Let's talk about these aliens. Like, WHO THE FUCK ARE THESE INSCRUTABLE BASTARDS?
I mean, they don't really invade or anything. They just send down some horrible bioengineered nightmare fuel to kill a few people and scare the rest.
I don't care if it would be 'true to life' if some alien menace was truly inscrutable. Just some clue about why they hate humans so much would be nice.
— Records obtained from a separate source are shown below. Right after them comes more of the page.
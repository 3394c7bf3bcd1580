use crate::common::*;
use crate::stae_input::*;
use clap::Args;

#[derive(Args, Debug)]
pub struct TrainArgs {
    #[arg(
        required = true,
        help = "Training frames (.npy)",
        long_help = "Training video as a `.npy` file.\n\
		     Either a frame stack (F, H, W) / (F, H, W, 1), cut into\n\
		     sliding volumes, or ready-made volumes (N, T, H, W, 1).\n\
		     8-bit pixels are scaled to [0, 1]."
    )]
    data_file: Box<str>,

    #[arg(
        long,
        short,
        required = true,
        help = "Model directory",
        long_help = "Directory for checkpoints:\n\
		     - {out}/model.safetensors\n\
		     - {out}/config.json\n"
    )]
    out: Box<str>,

    #[arg(
        long,
        short = 't',
        help = "Frames per volume [default: 10]",
        long_help = "Number of consecutive frames in each volume (T).\n\
		     Fixed for the lifetime of a model; with --warm-start\n\
		     it must match the saved model if given."
    )]
    tvol: Option<usize>,

    #[arg(
        long,
        default_value_t = 1,
        help = "Sliding window stride",
        long_help = "Offset between the first frames of consecutive volumes."
    )]
    stride: usize,

    #[arg(long, help = "Frame height [default: 227]")]
    height: Option<usize>,

    #[arg(long, help = "Frame width [default: 227]")]
    width: Option<usize>,

    #[arg(
        long,
        short = 'i',
        default_value_t = 10,
        help = "Number of training epochs",
        long_help = "Number of training epochs.\n\
		     Controls how many times the model is trained over the data."
    )]
    epochs: usize,

    #[arg(
        long,
        default_value_t = 8,
        help = "Minibatch size",
        long_help = "Minibatch size for training.\n\
		     Controls the number of volumes per training batch."
    )]
    minibatch_size: usize,

    #[arg(
        long,
        default_value_t = 1e-4,
        help = "Learning rate",
        long_help = "Learning rate for Adam.\n\
		     Controls the step size for parameter updates."
    )]
    learning_rate: f32,

    #[arg(
        long,
        default_value_t = 1e-4,
        help = "L2 regularization weight",
        long_help = "Weight of the L2 penalty on convolution kernels\n\
		     added to the reconstruction loss."
    )]
    lambd: f32,

    #[arg(
        long,
        default_value_t = 1,
        help = "Checkpoint interval (epochs)",
        long_help = "Save a checkpoint every this many epochs.\n\
		     The final model is always saved."
    )]
    save_every: usize,

    #[arg(
        long,
        short = 'w',
        help = "Warm start model directory",
        long_help = "Resume from a previous model directory.\n\
		     Its config.json decides the architecture."
    )]
    warm_start: Option<Box<str>>,

    #[arg(
        long,
        value_enum,
        default_value = "cpu",
        help = "Candle device",
        long_help = "Candle device to use for computation.\n\
		     Options: cpu, cuda, metal."
    )]
    device: ComputeDevice,

    #[arg(
        long,
        default_value_t = 0,
        help = "A device for cuda",
        long_help = "For cuda or meta, we may want to choose a different device."
    )]
    device_no: usize,

    #[arg(
        long,
        short,
        help = "Verbosity",
        long_help = "Enable verbose output.\n\
		     Prints additional information during execution."
    )]
    verbose: bool,
}

pub fn fit_volume_model(args: &TrainArgs) -> anyhow::Result<()> {
    init_logger(args.verbose);

    let out_dir = PathBuf::from(&*args.out);

    let train_config = TrainConfig {
        learning_rate: args.learning_rate,
        batch_size: args.minibatch_size,
        lambd: args.lambd,
        num_epochs: args.epochs,
        device: make_device(&args.device, args.device_no)?,
        verbose: args.verbose,
        show_progress: true,
    };

    // 1. Build a new model or pick up a previous one
    let mut model = if let Some(dir) = args.warm_start.as_deref() {
        info!("Warm start from {}", dir);
        let model = Experiment::from_checkpoint(Path::new(dir), &train_config)?;
        check_warm_start(model.config(), args.tvol, args.height, args.width)?;
        model
    } else {
        let config = StaeConfig::new(args.tvol.unwrap_or(DEFAULT_TVOL)).with_frame_size(
            args.height.unwrap_or(HEIGHT),
            args.width.unwrap_or(WIDTH),
        );
        Experiment::with_config(config, &train_config)?
    };

    // 2. Cut the frames into volumes
    let mut data = read_volume_data(&args.data_file, model.config(), args.stride)?;

    // 3. Train, saving along the way
    let save_every = args.save_every.max(1);
    let loss_trace = model.train_volumes(&mut data, &train_config, |epoch, loss, model| {
        if (epoch + 1) % save_every == 0 {
            model.save_model(&out_dir)?;
            info!("[{}] loss: {}, saved to {}", epoch + 1, loss, out_dir.display());
        }
        Ok(())
    })?;

    model.save_model(&out_dir)?;

    if let Some(last) = loss_trace.last() {
        info!("Final loss after {} epochs: {}", loss_trace.len(), last);
    }
    Ok(())
}

/// Shape arguments given along with a warm start must agree with the
/// saved model
fn check_warm_start(
    config: &StaeConfig,
    tvol: Option<usize>,
    height: Option<usize>,
    width: Option<usize>,
) -> anyhow::Result<()> {
    for (arg, requested, saved) in [
        ("--tvol", tvol, config.tvol),
        ("--height", height, config.height),
        ("--width", width, config.width),
    ] {
        if let Some(requested) = requested {
            if requested != saved {
                anyhow::bail!(
                    "{} {} conflicts with the warm-start model ({})",
                    arg,
                    requested,
                    saved
                );
            }
        }
    }
    Ok(())
}

#[cfg(test)]
mod tests {
    use super::*;

    #[test]
    fn test_warm_start_shape_arguments() {
        let config = StaeConfig::new(8).with_frame_size(64, 48);
        assert!(check_warm_start(&config, None, None, None).is_ok());
        assert!(check_warm_start(&config, Some(8), Some(64), Some(48)).is_ok());
        assert!(check_warm_start(&config, Some(10), None, None).is_err());
        assert!(check_warm_start(&config, None, Some(227), None).is_err());
        assert!(check_warm_start(&config, None, None, Some(64)).is_err());
    }
}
How about Earth? Because seriously, what the fuck? I mean, I get that the whole planet got raped by humanity. It's kindofa delicious irony if you subscribe to the school of "The Planet is Trying to Kill Us" thought - the planet tried so hard, yet in failing to destroy us, it succeeded when we destroyed the very mechanisms that support life.
There are no aliens.

Nature teams up against humanity. It's always been fighting us, just now that our technology poses a credible threat of total extinction, it drops the act of pretending to be mindless. Suddenly all carnivores attack people instead of anything else. All horses resist riding. All dogs become feral. Crops die. Kudzu is found everywhere. Ants now know they match us on global biological weight. Birds carry poisonous spiders and insects as dive-bombing ammunition.